Saturday, July 25, 2009

Live at KSC: Discovery Set for Sunday Roll to VAB

The orbiter Discovery will be a step closer to a late-August launch Sunday after a scheduled move to Kennedy Space Center's Vehicle Assembly Building.

Preliminary analysis of more than 100 samples of foam from the shuttle's external fuel tank - already waiting in the VAB - show it is adhering to the tank properly.

The analysis will continue, but KSC workers were given the go-ahead to move Discovery at 7 a.m. Sunday, space center officials confirmed today.

The orbiter will be towed about a quarter-mile on top of a 76-wheeled transporter, then hoisted over a transom in the assembly building for mating with the tank and twin solid rocket boosters on a mobile launcher platform.

Repairs to the foam where core samples were pulled from the tank will be made after the orbiter is stacked.

Rollout of the shuttle to launch pad 39A is tentatively planned for Aug. 5, a bit beyond the usual one-week stay in the assembly building.

A launch is targeted for no earlier than Aug. 25th.

Before then, Discovery's seven-person STS-128 crew will visit KSC for several days of pre-launch training called the Terminal Countdown Demonstration Test.

Discovery's tank underwent roughly a week of testing after Endeavour's showed shedding from an unusual area during its July 15 flight into space.

Inspectors pulled plugs of foam from that "intertank" area, which provides is a structural connection between the internal liquid hydrogen and liquid oxygen tanks.

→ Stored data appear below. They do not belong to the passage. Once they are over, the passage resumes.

use axum::{Extension, extract::OriginalUri, response::Html};
use tracing::{debug, warn};
use url::Url;

use crate::{
    server::CallbackState,
    spotify::auth::{clear_callback_params, parse_callback_code},
};

pub async fn callback(
    OriginalUri(uri): OriginalUri,
    Extension(state): Extension<CallbackState>,
) -> Html<&'static str> {
    let Ok(mut url) = Url::parse(&format!("http://localhost{uri}")) else {
        return Html("<h4>Invalid callback request.</h4>");
    };

    let code = parse_callback_code(&url);
    clear_callback_params(&mut url);
    debug!(%url, "oauth callback received");

    let outcome = match code {
        Some(code) => state
            .auth
            .exchange_code_for_token(&code)
            .await
            .map(|_| ())
            .map_err(|e| e.to_string()),
        None => Err(url
            .query_pairs()
            .find(|(key, _)| key == "error")
            .map(|(_, reason)| format!("Spotify denied the authorization: {reason}"))
            .unwrap_or_else(|| "Callback without authorization code.".to_string())),
    };

    let page = match &outcome {
        Ok(()) => Html("<h2>Authentication successful.</h2><p>Close this browser window.</p>"),
        Err(e) => {
            warn!("Token exchange failed: {}", e);
            Html("<h4>Login failed.</h4><p>Check the terminal for details.</p>")
        }
    };

    *state.outcome.lock().await = Some(outcome);
    page
}
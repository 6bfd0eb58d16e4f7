use crate::{
    spotify::{SpotifyApi, client::DEFAULT_PAGE_LIMIT, errors::Result},
    types::{SavedTrackItem, Track},
};

impl SpotifyApi {
    /// The current user's "Liked Songs", most recently saved first.
    pub async fn get_current_user_saved_tracks(
        &self,
        access_token: &str,
        limit: Option<u32>,
    ) -> Result<Vec<Track>> {
        self.paginate(
            access_token,
            "/me/tracks",
            limit.unwrap_or(DEFAULT_PAGE_LIMIT),
            "retrieve saved tracks",
            |item: SavedTrackItem| item.track.and_then(|t| t.into_track()),
        )
        .await
    }
}
use std::path::{Path, PathBuf};

use futures::future::join_all;
use tabled::Table;

use crate::{
    cards::build_cards_from_tracks,
    error, info,
    spotify::{AlbumTracks, SpotifyError, client::DEFAULT_PAGE_LIMIT},
    success,
    types::{Card, CardTableRow, Track},
    utils::remove_duplicate_tracks,
    warning,
};

/// Where the tracks for a card batch come from.
#[derive(Debug, Clone, Default)]
pub struct CardSources {
    pub playlists: Vec<String>,
    pub albums: Vec<String>,
    pub saved: bool,
    /// Writes the cards as JSON when set.
    pub output: Option<PathBuf>,
}

impl CardSources {
    fn is_empty(&self) -> bool {
        self.playlists.is_empty() && self.albums.is_empty() && !self.saved
    }
}

/// Builds one card per distinct track of the selected sources.
///
/// Playlists and albums are fetched concurrently and collected in the order
/// they were given, saved tracks first. A failing source aborts the whole batch.
pub async fn cards(sources: CardSources) {
    if sources.is_empty() {
        error!("Nothing to print. Select tracks with --playlist, --album or --saved");
    }

    let token = super::access_token().await;
    let api = super::spotify_api();
    let pb = super::spinner("Collecting tracks...");

    let mut tracks: Vec<Track> = Vec::new();

    if sources.saved {
        match api.get_current_user_saved_tracks(&token, None).await {
            Ok(saved) => tracks.extend(saved),
            Err(e) => {
                pb.finish_and_clear();
                error!("{}", e);
            }
        }
    }

    let playlist_results = join_all(
        sources
            .playlists
            .iter()
            .map(|playlist_id| api.get_playlist_tracks(&token, playlist_id, DEFAULT_PAGE_LIMIT)),
    );
    let album_results = join_all(
        sources
            .albums
            .iter()
            .map(|album_id| api.load_album_tracks(&token, album_id)),
    );
    let (playlist_results, album_results) = tokio::join!(playlist_results, album_results);

    for result in playlist_results {
        tracks.extend(or_exit(result, &pb));
    }

    let mut listed = 0;
    let mut unresolved = 0;
    for result in album_results {
        let album: AlbumTracks = or_exit(result, &pb);
        listed += album.total;
        unresolved += album.unresolved();
        tracks.extend(album.tracks);
    }
    pb.finish_and_clear();

    if unresolved > 0 {
        warning!(
            "{} of {} album tracks could not be matched to their original release and were skipped.",
            unresolved,
            listed
        );
    }

    let collected = tracks.len();
    remove_duplicate_tracks(&mut tracks);
    if tracks.len() < collected {
        info!("Skipped {} duplicate tracks.", collected - tracks.len());
    }

    if tracks.is_empty() {
        info!("No tracks found for the selected sources.");
        return;
    }

    let cards = build_cards_from_tracks(&tracks);
    print_cards(&cards);

    if let Some(path) = sources.output {
        if let Err(e) = write_cards(&path, &cards).await {
            error!("Failed to write cards to {}. Err: {}", path.display(), e);
        }
        success!("Wrote {} cards to {}", cards.len(), path.display());
    } else {
        success!("Built {} cards.", cards.len());
    }
}

fn or_exit<T>(result: Result<T, SpotifyError>, pb: &indicatif::ProgressBar) -> T {
    match result {
        Ok(value) => value,
        Err(e) => {
            pb.finish_and_clear();
            error!("{}", e);
        }
    }
}

fn print_cards(cards: &[Card]) {
    let rows: Vec<CardTableRow> = cards
        .iter()
        .map(|card| CardTableRow {
            year: match card.year {
                0 => "Unknown".to_string(),
                year => year.to_string(),
            },
            title: card.title.clone(),
            artist: card.artist.clone(),
            uri: card.spotify_uri.clone(),
        })
        .collect();

    println!("{}", Table::new(rows));
}

async fn write_cards(path: &Path, cards: &[Card]) -> Result<(), String> {
    let json = serde_json::to_string_pretty(cards).map_err(|e| e.to_string())?;
    if let Some(parent) = path.parent().filter(|p| !p.as_os_str().is_empty()) {
        async_fs::create_dir_all(parent)
            .await
            .map_err(|e| e.to_string())?;
    }
    async_fs::write(path, json).await.map_err(|e| e.to_string())
}
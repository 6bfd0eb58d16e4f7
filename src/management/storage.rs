use std::{collections::HashMap, io::ErrorKind, path::PathBuf};

use async_trait::async_trait;
use tokio::sync::Mutex;
use tracing::debug;

/// Key/value storage scope used for persisted auth data.
///
/// Reads never fail: anything that cannot be read is reported as absent.
#[async_trait]
pub trait Storage: Send + Sync {
    async fn get(&self, key: &str) -> Option<String>;
    async fn set(&self, key: &str, value: &str) -> Result<(), String>;
    async fn remove(&self, key: &str) -> Result<(), String>;
}

/// Durable storage keeping one JSON file per key inside a directory.
pub struct FileStorage {
    dir: PathBuf,
}

impl FileStorage {
    pub fn new(dir: impl Into<PathBuf>) -> Self {
        Self { dir: dir.into() }
    }

    fn path(&self, key: &str) -> PathBuf {
        self.dir.join(format!("{key}.json"))
    }
}

#[async_trait]
impl Storage for FileStorage {
    async fn get(&self, key: &str) -> Option<String> {
        match async_fs::read_to_string(self.path(key)).await {
            Ok(content) => Some(content),
            Err(e) => {
                if e.kind() != ErrorKind::NotFound {
                    debug!(key, error = %e, "cannot read stored value");
                }
                None
            }
        }
    }

    async fn set(&self, key: &str, value: &str) -> Result<(), String> {
        async_fs::create_dir_all(&self.dir)
            .await
            .map_err(|e| e.to_string())?;
        async_fs::write(self.path(key), value)
            .await
            .map_err(|e| e.to_string())
    }

    async fn remove(&self, key: &str) -> Result<(), String> {
        match async_fs::remove_file(self.path(key)).await {
            Ok(()) => Ok(()),
            Err(e) if e.kind() == ErrorKind::NotFound => Ok(()),
            Err(e) => Err(e.to_string()),
        }
    }
}

/// Process-scoped storage. Values are gone once the program exits.
#[derive(Default)]
pub struct MemoryStorage {
    values: Mutex<HashMap<String, String>>,
}

impl MemoryStorage {
    pub fn new() -> Self {
        Self::default()
    }
}

#[async_trait]
impl Storage for MemoryStorage {
    async fn get(&self, key: &str) -> Option<String> {
        self.values.lock().await.get(key).cloned()
    }

    async fn set(&self, key: &str, value: &str) -> Result<(), String> {
        self.values
            .lock()
            .await
            .insert(key.to_string(), value.to_string());
        Ok(())
    }

    async fn remove(&self, key: &str) -> Result<(), String> {
        self.values.lock().await.remove(key);
        Ok(())
    }
}
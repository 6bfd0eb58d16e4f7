//! Fixtures and request readers shared by the wiremock-backed tests.

#![allow(dead_code)]

use std::collections::HashMap;

use serde_json::Value;
use wiremock::{MockServer, Request};

/// Requests the mock server received on `path`, in arrival order.
pub async fn requests_to(server: &MockServer, path: &str) -> Vec<Request> {
    server
        .received_requests()
        .await
        .unwrap_or_default()
        .into_iter()
        .filter(|request| request.url.path() == path)
        .collect()
}

pub fn query_param(request: &Request, key: &str) -> Option<String> {
    request
        .url
        .query_pairs()
        .find(|(k, _)| k == key)
        .map(|(_, v)| v.into_owned())
}

/// Decoded `application/x-www-form-urlencoded` body.
pub fn form(request: &Request) -> HashMap<String, String> {
    url::form_urlencoded::parse(&request.body)
        .into_owned()
        .collect()
}

pub fn authorization(request: &Request) -> Option<String> {
    request
        .headers
        .get("authorization")
        .and_then(|value| value.to_str().ok())
        .map(str::to_string)
}

/// Track object as the Web API returns it in playlists and search results.
pub fn track_json(id: &str, name: &str, artist: &str, album_type: &str, release_date: &str) -> Value {
    serde_json::json!({
        "id": id,
        "name": name,
        "artists": [{ "name": artist }],
        "album": {
            "name": format!("{name} album"),
            "release_date": release_date,
            "album_type": album_type
        }
    })
}

/// Paging object; `next` is set when `has_next`.
pub fn page_json(items: Vec<Value>, has_next: bool) -> Value {
    serde_json::json!({
        "items": items,
        "next": if has_next { Value::String("next-page".to_string()) } else { Value::Null },
        "total": null
    })
}
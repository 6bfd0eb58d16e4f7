use chrono::Utc;
use reqwest::Client;
use tokio::sync::Mutex;
use tracing::{debug, warn};
use url::Url;

use crate::{
    config::{Endpoints, SpotifyConfig},
    management::TokenStore,
    spotify::errors::{Result, SpotifyError},
    types::{StoredAuthState, TokenResponse},
    utils,
};

/// Tokens this close to expiry are refreshed instead of reused.
pub const EXPIRY_BUFFER_MS: i64 = 30_000;

/// OAuth 2.0 authorization code flow with PKCE against the Spotify accounts
/// service.
///
/// Authorization starts with [`SpotifyAuth::start_auth`], which persists a
/// fresh verifier and returns the URL the user has to visit. Spotify redirects
/// back with a `code` that [`SpotifyAuth::exchange_code_for_token`] trades for
/// tokens. From then on [`SpotifyAuth::get_valid_access_token`] hands out the
/// cached access token and refreshes it shortly before it expires.
///
/// All writes to the [`TokenStore`] go through this type.
pub struct SpotifyAuth {
    client: Client,
    config: SpotifyConfig,
    endpoints: Endpoints,
    store: TokenStore,
    refresh_lock: Mutex<()>,
}

impl SpotifyAuth {
    /// Creates the auth flow for one client registration.
    ///
    /// # Arguments
    ///
    /// * `config` - Client id and redirect URI registered with Spotify
    /// * `endpoints` - Accounts service URLs used for authorize and token calls
    /// * `store` - Where auth state and PKCE verifiers are persisted
    ///
    /// # Example
    ///
    /// ```
    /// let auth = SpotifyAuth::new(
    ///     config::get_config(),
    ///     Endpoints::from_env(),
    ///     TokenStore::local(),
    /// );
    /// ```
    pub fn new(config: SpotifyConfig, endpoints: Endpoints, store: TokenStore) -> Self {
        Self {
            client: Client::new(),
            config,
            endpoints,
            store,
            refresh_lock: Mutex::new(()),
        }
    }

    /// The token store this flow reads and writes.
    pub fn store(&self) -> &TokenStore {
        &self.store
    }

    /// Prepares a new authorization and returns the Spotify authorize URL.
    ///
    /// Previous auth state and verifiers are cleared first, then the new
    /// verifier is stored in both storage scopes. Navigating to the URL is up to
    /// the caller.
    ///
    /// # Arguments
    ///
    /// * `scopes` - Permission scopes to request, sent space separated
    ///
    /// # Returns
    ///
    /// The authorize URL carrying `response_type=code`, the client id, the
    /// redirect URI, the S256 code challenge and the scopes.
    ///
    /// # Errors
    ///
    /// - `SpotifyError::Configuration` when the client id or redirect URI is
    ///   missing. Nothing is stored in that case.
    /// - `SpotifyError::Storage` when clearing or storing the verifier fails
    ///
    /// # Example
    ///
    /// ```
    /// let url = auth.start_auth(&["playlist-read-private", "user-library-read"]).await?;
    /// webbrowser::open(&url)?;
    /// ```
    pub async fn start_auth<S: AsRef<str>>(&self, scopes: &[S]) -> Result<String> {
        let (client_id, redirect_uri) = self.client_registration()?;

        let verifier = utils::generate_code_verifier(utils::DEFAULT_VERIFIER_LENGTH);
        let challenge = utils::generate_code_challenge(&verifier);

        self.store.clear().await.map_err(SpotifyError::Storage)?;
        self.store
            .store_verifier(&verifier)
            .await
            .map_err(SpotifyError::Storage)?;

        let scope = scopes
            .iter()
            .map(AsRef::as_ref)
            .collect::<Vec<_>>()
            .join(" ");
        let url = Url::parse_with_params(
            &self.endpoints.authorize_url(),
            &[
                ("response_type", "code"),
                ("client_id", client_id),
                ("redirect_uri", redirect_uri),
                ("code_challenge_method", "S256"),
                ("code_challenge", challenge.as_str()),
                ("scope", scope.as_str()),
            ],
        )?;

        Ok(url.into())
    }

    /// Trades an authorization code for tokens and persists them.
    ///
    /// Needs the verifier stored by [`SpotifyAuth::start_auth`]; both copies
    /// are removed once the exchange succeeded. A failed exchange leaves the
    /// verifier in place.
    ///
    /// # Arguments
    ///
    /// * `code` - The `code` parameter Spotify appended to the redirect URI
    ///
    /// # Returns
    ///
    /// The new access token. Its expiry and refresh token are persisted
    /// alongside it.
    ///
    /// # Errors
    ///
    /// - `SpotifyError::Configuration` when the client registration is incomplete
    /// - `SpotifyError::MissingVerifier` when no verifier is stored
    /// - `SpotifyError::Network` when the token endpoint cannot be reached
    /// - `SpotifyError::TokenExchange` when Spotify answers with a non-2xx status
    /// - `SpotifyError::Decode` when the token response is not valid JSON
    /// - `SpotifyError::Storage` when the new auth state cannot be written
    ///
    /// # Example
    ///
    /// ```
    /// if let Some(code) = parse_callback_code(&callback_url) {
    ///     let token = auth.exchange_code_for_token(&code).await?;
    /// }
    /// ```
    pub async fn exchange_code_for_token(&self, code: &str) -> Result<String> {
        let (client_id, redirect_uri) = self.client_registration()?;
        let verifier = self
            .store
            .load_verifier()
            .await
            .ok_or(SpotifyError::MissingVerifier)?;

        let action = "exchange authorization code";
        let response = self
            .client
            .post(self.endpoints.token_url())
            .form(&[
                ("grant_type", "authorization_code"),
                ("code", code),
                ("redirect_uri", redirect_uri),
                ("client_id", client_id),
                ("code_verifier", verifier.as_str()),
            ])
            .send()
            .await
            .map_err(|_| SpotifyError::Network {
                action: action.to_string(),
            })?;

        if !response.status().is_success() {
            return Err(SpotifyError::TokenExchange {
                status: response.status().as_u16(),
            });
        }

        let token = decode_token(response, action).await?;
        let state = StoredAuthState {
            access_token: token.access_token,
            refresh_token: token.refresh_token,
            expires_at: expires_at(token.expires_in),
        };
        self.store
            .write(&state)
            .await
            .map_err(SpotifyError::Storage)?;
        if let Err(e) = self.store.clear_verifier().await {
            debug!(error = %e, "could not remove used PKCE verifier");
        }

        Ok(state.access_token)
    }

    /// Mints a new access token from `refresh_token` and persists it.
    ///
    /// Spotify may or may not rotate the refresh token; when the response has
    /// none the previous one is kept.
    ///
    /// # Arguments
    ///
    /// * `refresh_token` - Refresh token of the stored auth state
    ///
    /// # Returns
    ///
    /// - `Some(token)` - The new access token, already written to the store
    /// - `None` - The client id is missing, Spotify could not be reached or
    ///   rejected the refresh, the response was unusable, or the new state
    ///   could not be persisted. The user has to authorize again.
    ///
    /// A token that could not be persisted is never returned.
    ///
    /// # Example
    ///
    /// ```
    /// match auth.refresh_access_token(&refresh_token).await {
    ///     Some(token) => api.get_current_user_playlists(&token, None).await?,
    ///     None => return Err("run `trackcards auth` again".into()),
    /// };
    /// ```
    pub async fn refresh_access_token(&self, refresh_token: &str) -> Option<String> {
        let client_id = self.config.client_id.as_deref()?;

        let response = match self
            .client
            .post(self.endpoints.token_url())
            .form(&[
                ("grant_type", "refresh_token"),
                ("refresh_token", refresh_token),
                ("client_id", client_id),
            ])
            .send()
            .await
        {
            Ok(response) => response,
            Err(e) => {
                warn!(error = %e, "token refresh could not reach Spotify");
                return None;
            }
        };

        if !response.status().is_success() {
            warn!(status = response.status().as_u16(), "token refresh rejected");
            return None;
        }

        let token = match decode_token(response, "refresh access token").await {
            Ok(token) => token,
            Err(e) => {
                warn!(error = %e, "token refresh returned an unusable body");
                return None;
            }
        };

        let state = StoredAuthState {
            access_token: token.access_token,
            refresh_token: token
                .refresh_token
                .or_else(|| Some(refresh_token.to_string())),
            expires_at: expires_at(token.expires_in),
        };
        if let Err(e) = self.store.write(&state).await {
            warn!(error = %e, "refreshed token could not be persisted, discarding it");
            return None;
        }

        Some(state.access_token)
    }

    /// Returns an access token that is good for at least another 30 seconds.
    ///
    /// Uses the stored token when possible and refreshes it otherwise.
    /// Concurrent callers share one refresh: whoever waited for the refresh lock
    /// reads the store again and reuses the token the first caller wrote.
    ///
    /// # Returns
    ///
    /// - `Some(token)` - A token valid for more than [`EXPIRY_BUFFER_MS`]
    /// - `None` - Nothing is stored, the state has no refresh token, or the
    ///   refresh failed
    ///
    /// # Example
    ///
    /// ```
    /// let Some(token) = auth.get_valid_access_token().await else {
    ///     error!("Not authenticated. Run `trackcards auth` first.");
    /// };
    /// let tracks = api.get_current_user_saved_tracks(&token, None).await?;
    /// ```
    pub async fn get_valid_access_token(&self) -> Option<String> {
        let stored = self.store.read().await?;
        if is_fresh(&stored) {
            return Some(stored.access_token);
        }
        if stored.refresh_token.is_none() {
            return None;
        }

        let _guard = self.refresh_lock.lock().await;

        // Another caller may have refreshed while this one waited for the lock.
        let stored = self.store.read().await?;
        if is_fresh(&stored) {
            return Some(stored.access_token);
        }
        let refresh_token = stored.refresh_token?;

        debug!("access token expiring, refreshing");
        self.refresh_access_token(&refresh_token).await
    }

    /// Forgets every stored token and verifier.
    ///
    /// # Errors
    ///
    /// `SpotifyError::Storage` when the store cannot remove a value.
    pub async fn logout(&self) -> Result<()> {
        self.store.clear().await.map_err(SpotifyError::Storage)
    }

    fn client_registration(&self) -> Result<(&str, &str)> {
        let client_id = self
            .config
            .client_id
            .as_deref()
            .ok_or(SpotifyError::Configuration("SPOTIFY_CLIENT_ID"))?;
        let redirect_uri = self
            .config
            .redirect_uri
            .as_deref()
            .ok_or(SpotifyError::Configuration("SPOTIFY_REDIRECT_URI"))?;
        Ok((client_id, redirect_uri))
    }
}

/// The `code` query parameter of an OAuth callback URL.
pub fn parse_callback_code(url: &Url) -> Option<String> {
    url.query_pairs()
        .find(|(key, _)| key == "code")
        .map(|(_, value)| value.into_owned())
}

/// Strips `code` and `state` from a callback URL, keeping every other
/// parameter. Calling it again changes nothing.
pub fn clear_callback_params(url: &mut Url) {
    let kept: Vec<(String, String)> = url
        .query_pairs()
        .filter(|(key, _)| key != "code" && key != "state")
        .map(|(key, value)| (key.into_owned(), value.into_owned()))
        .collect();

    if kept.is_empty() {
        url.set_query(None);
    } else {
        url.query_pairs_mut().clear().extend_pairs(kept);
    }
}

fn is_fresh(state: &StoredAuthState) -> bool {
    Utc::now().timestamp_millis() < state.expires_at - EXPIRY_BUFFER_MS
}

fn expires_at(expires_in: Option<i64>) -> i64 {
    Utc::now().timestamp_millis() + expires_in.unwrap_or(0) * 1000
}

async fn decode_token(response: reqwest::Response, action: &str) -> Result<TokenResponse> {
    let text = response.text().await.map_err(|_| SpotifyError::Network {
        action: action.to_string(),
    })?;
    serde_json::from_str(&text).map_err(|source| SpotifyError::Decode {
        action: action.to_string(),
        source,
    })
}
use std::path::PathBuf;

use clap::{
    CommandFactory, Parser, Subcommand,
    builder::{
        Styles,
        styling::{AnsiColor, Effects},
    },
};
use clap_complete::{Shell, generate};
use tracing_subscriber::EnvFilter;

use trackcards::{
    cli::{self, CardSources},
    config, error,
};

fn styles() -> Styles {
    Styles::styled()
        .header(AnsiColor::White.on_default() | Effects::BOLD)
        .usage(AnsiColor::White.on_default() | Effects::BOLD)
        .literal(AnsiColor::BrightBlue.on_default())
        .placeholder(AnsiColor::BrightGreen.on_default())
}

#[derive(Parser, Debug, Clone)]
#[clap(
  version = env!("CARGO_PKG_VERSION"),
  name=env!("CARGO_PKG_NAME"),
  bin_name=env!("CARGO_PKG_NAME"),
  about=env!("CARGO_PKG_DESCRIPTION"),
  styles=styles(),
)]
struct Cli {
    #[clap(subcommand)]
    command: Command,
}

#[derive(Subcommand, Debug, Clone)]
pub enum Command {
    /// Connect your Spotify account
    Auth,

    /// Forget stored Spotify tokens
    Logout,

    /// List your playlists
    Playlists,

    /// Search the Spotify catalog
    Search(SearchOptions),

    /// Build cards from playlists, albums or saved tracks
    Cards(CardsOptions),

    /// Resolve a scanned card to its track
    Scan(ScanOptions),

    /// Get shell completions
    Completions(CompletionsOption),
}

#[derive(Parser, Debug, Clone)]
pub struct SearchOptions {
    #[command(subcommand)]
    pub command: SearchSubcommand,
}

#[derive(Subcommand, Debug, Clone)]
pub enum SearchSubcommand {
    /// Search tracks
    Tracks { query: String },

    /// Search albums
    Albums { query: String },
}

#[derive(Parser, Debug, Clone)]
pub struct CardsOptions {
    /// Playlist id to include; can be repeated
    #[clap(long = "playlist", num_args = 1)]
    pub playlists: Vec<String>,

    /// Album id to include; can be repeated
    #[clap(long = "album", num_args = 1)]
    pub albums: Vec<String>,

    /// Include your saved tracks
    #[clap(long)]
    pub saved: bool,

    /// Write the cards as JSON to this file
    #[clap(long, short)]
    pub output: Option<PathBuf>,
}

#[derive(Parser, Debug, Clone)]
pub struct ScanOptions {
    /// Scanned payload, a spotify:track URI or an open.spotify.com track link
    pub value: String,

    /// Open the track in the browser
    #[clap(long)]
    pub open: bool,
}

#[derive(Parser, Debug, Clone)]
pub struct CompletionsOption {
    shell: Shell,
}

#[tokio::main]
async fn main() {
    if let Err(e) = config::load_env().await {
        error!("Cannot load environment. Err: {}", e);
    }

    tracing_subscriber::fmt()
        .with_env_filter(
            EnvFilter::try_from_default_env().unwrap_or_else(|_| EnvFilter::new("warn")),
        )
        .with_writer(std::io::stderr)
        .init();

    let cli = Cli::parse();

    match cli.command {
        Command::Auth => cli::auth().await,
        Command::Logout => cli::logout().await,
        Command::Playlists => cli::list_playlists().await,
        Command::Search(opt) => match opt.command {
            SearchSubcommand::Tracks { query } => cli::search_tracks(query).await,
            SearchSubcommand::Albums { query } => cli::search_albums(query).await,
        },
        Command::Cards(opt) => {
            cli::cards(CardSources {
                playlists: opt.playlists,
                albums: opt.albums,
                saved: opt.saved,
                output: opt.output,
            })
            .await
        }
        Command::Scan(opt) => cli::scan(opt.value, opt.open),
        Command::Completions(opt) => {
            let mut cmd = Cli::command_for_update();
            let name = cmd.get_name().to_string();
            generate(opt.shell, &mut cmd, name, &mut std::io::stdout())
        }
    }
}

So far, it does not appear that Discovery's tank is likely to shed like Endeavour's did, but the analysis continues.

IMAGE NOTE: On March 15, space shuttle Discovery and its seven-member STS-119 crew headed toward Earth orbit and a scheduled link-up with the International Space Station. Liftoff was on time at 7:43 p.m. (EDT) from launch pad 39A at NASA's Kennedy Space Center. Discovery delivered the final pair of power-generating solar array wings and the S6 truss segment.